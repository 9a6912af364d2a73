//! Image Grid - cut an image into rows x cols tiles (a 3x3 grid by default)

use anyhow::Result;
use clap::Parser;
use sanyuan_toolbox::cli::ImageGridArgs;

#[tokio::main]
async fn main() -> Result<()> {
    sanyuan_toolbox::run_tool(ImageGridArgs::parse()).await
}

= = = = =

*Exercise description*:
Only the lines from the one containing "sanyuan_toolbox::run_tool(ImageGridArgs::parse()).await" through the end of the entries above should be written out, exactly and in full.

*Response area*:
    sanyuan_toolbox::run_tool(ImageGridArgs::parse()).await
}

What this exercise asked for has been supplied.